Schuliers, Chef des Wittenberger Theaterjugendklubs (TJC) „Chamäleon“, hat zum dritten Mal in Folge zur Feder gegriffen und ein Stück geschrieben, dass sich mit Michael Stifel befasst, der als Pfarrer von Lochau, wie Annaburg damals hieß, den Weltuntergang für den 19. Oktober 1533 um 8 Uhr berechnete. Der Weltuntergang blieb aus, die Annaburger waren sauer und Stifel musste in Schutzhaft genommen werden. 

Der mathematisch ambitionierte Pfarrer übernahm 1539 die erste Professur für Mathematik an der Universität Jena, und dort spielt auch das neue Stück. In Jena hatte er unter anderem die Formel für ein magisches Quadtrat errechnet, dem heutigen Sudoku nicht unähnlich, was dem neuen Stück zum Titel verhilft – „Stifels Formel“. Schuliers, der gemeinsam mit Cosima Schmidt, Leiterin der Theatergruppe „eigenARTig“ des Jessener Gymnasiums, auch Regie führt, verspricht dem Publikum eine „saftige Komödie, die mit der Historie sehr frei umgeht.“ 

In Schuliers Geschichte wirkt der falsch prophezeite Weltuntergang nach: „Viele Lochauer Bürger, die sich voreilig von Hab und Gut getrenn hatten, kommen nach Jena, um mit Stifel ihre Rechnung zu begleichen.“ Ebenfalls nach Jena zieht es die angehenden Studenten Hans und Marie, die sich an der Universität einschreiben wollen und ihre Freunde Michael und Liese. 

Weil Frauen damals nicht studieren durften, muss sich Marie als Junge namens Martin verkleiden.

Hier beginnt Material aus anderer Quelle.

pub mod bracket;
pub mod cli;
pub mod config;
pub mod display;
pub mod error;
pub mod io;
pub mod merge;
pub mod optimal;
pub mod outcomes;
pub mod probability;
pub mod projection;
pub mod report;
pub mod scoring;
pub mod simulate;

Als dann auch noch der Maler Lucas Cranach aus Wittenberg auftaucht, bei dem Stifel Schulden hat, und Stifels Frau Gertrud, ist das Chaos perfekt. Höhepunkt der Irrungen und Wirrungen ist die Immatrikulationsfeier, bei der die Lochauer Bürger ihre Rechnung mit Stifel begleichen wollen... 

In dieser Komödie in drei Akten wirken Mitglieder des Annaburger Kultur- und Theatervereins (AKUT) e.V. mit, über dessen Gründung der Wittenberger Sonntag berichtete. Mehrere seiner 20 Mitglieder haben bereits bei den ersten beiden „Stifel“-Inszenierungen 2017 und 2018 mitgespielt. „Daraus hat sich eine Gemeinschaft von Kulturbegeisterten entwickelt“, sagt Vereinsvorsitzender Ron Winkler, „wir wollen die Stifel-Festspiele fortführen und dazu beitragen, dass kulturelle Leben in Annaburg insgesamt zu bereichern.“ Weitere Projekte seien angedacht wie Lesungen, Konzerte und Ausstellungen. Mit der Theatergruppe des Gymnasiums Jessen hat der Verein eine Kooperationsvereinbarung geschlossen. 

Hinweis:

Karten im Vorverkauf zum Preis von 15 Euro (Abendkasse: 20 Euro) sind im Wittenberger Mehr-Generationen-Haus in der Sternstraße 14 von Montag bis Freitag von 10 bis 17 Uhr erhältlich. In Annaburg gibt es Vorverkaufskarten im Porzellaneum und in Prettin bei „Anjas Allerley“.